Saturday, November 7, 2020

The Trap Door

I’m writing a blog post- that’s how you know things are bad...

For a few weeks, I’ve been keeping a secret. I applied and interviewed for an administrator job in another district. After 15 years in the trenches, I was ready to hang up my CCC’s, give away all materials and set sail. I visualized it, I felt the heartache of leaving my students and my colleagues and I had conversations with my husband about what our lives would look like when I took this job. Except, I didn’t get the job....

So I felt all the feelings associated with that news. Rejection, sadness and a bit of relief, too, for not having to make that hard choice. But there was something more under that, a nagging “else”, that I couldn’t quite name. Why did I feel so bad?

And then it hit me, as it usually does when I take the time to listen, this job was my way out. It was my trap door.

School year 20-21 has been a lot and every day, it seems to get more and more complicated.

Let me rewind. This summer as plans for the school year were being made, I was on team Go Back To School. All I wanted was to see kids in person. I am not afraid of COVID, I feel safe with all my PPE, I am not high risk. This is not about fear. 

This is about the weight of teaching in a pandemic. This is about trying to close gaps created by 6 months of no school. This is about juggling an every other day schedule from 6 feet away with masks on. This is about cleaning between groups of children. This is about making sure kids aren’t sharing materials, are washing their hands, are socially distanced. This is about the expectation of fitting 180 days of curriculum into 70 days of school. Fitting 45 day evaluation timelines into Tuesdays and Thursdays. Servicing a growing number of students in need without the time in your schedule or the space in your room. This is about the constant problem solving that takes place every day. This is about wondering how to provide services and education to the growing number of students who are quarantined for weeks on end. This is about the constant criticism and side line commentary from parents and the public in general. 

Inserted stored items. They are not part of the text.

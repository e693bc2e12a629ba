//! Gas price and gas limit fallbacks for quoted transactions

use crate::chain::ChainClient;
use crate::error::SwapResult;

use ethers::types::U256;
use tracing::debug;

/// Fills gas fields the quote leaves unset
#[derive(Debug, Clone)]
pub struct GasPolicy {
    /// Gas limit used when the quote has none
    default_gas_limit: U256,
}

impl GasPolicy {
    pub fn new(default_gas_limit: u64) -> Self {
        Self {
            default_gas_limit: U256::from(default_gas_limit),
        }
    }

    /// Quoted gas price, or the network's current one when unset or zero
    pub async fn resolve_gas_price<C>(&self, client: &C, quoted: Option<U256>) -> SwapResult<U256>
    where
        C: ChainClient + ?Sized,
    {
        match quoted.filter(|p| !p.is_zero()) {
            Some(price) => Ok(price),
            None => {
                let price = client.gas_price().await?;
                debug!("Quote has no gas price, using network price {}", price);
                Ok(price)
            }
        }
    }

    /// Quoted gas limit, or the default when unset or zero
    pub fn resolve_gas_limit(&self, quoted: Option<U256>) -> U256 {
        match quoted.filter(|l| !l.is_zero()) {
            Some(limit) => limit,
            None => {
                debug!(
                    "Quote has no gas limit, using default {}",
                    self.default_gas_limit
                );
                self.default_gas_limit
            }
        }
    }
}

impl Default for GasPolicy {
    fn default() -> Self {
        Self::new(1_000_000)
    }
}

Nothing has changed with our expectations- of students, of teachers and yet, everything has changed. How can it be that we are expected to do the same job in completely different circumstances? 

And what I realized, just today, approximately 1/3 of the way into the school year, is I am looking for that trap door. A way out. I’m tired and I want to go home. 

Now, please understand, I have every single support in place a person needs. I have friends to talk to, colleagues who lift me up, building administrators who care so much. I have outlets- like my CrossFit, podcasts and books. I sleep at night and I don’t work on the weekends. I use every healthy coping skill in my tool belt. So, if I’m feeling this way- then I imagine that there are legions of educators and support staff and therapists and nurses and even administrators who are looking for a way out too.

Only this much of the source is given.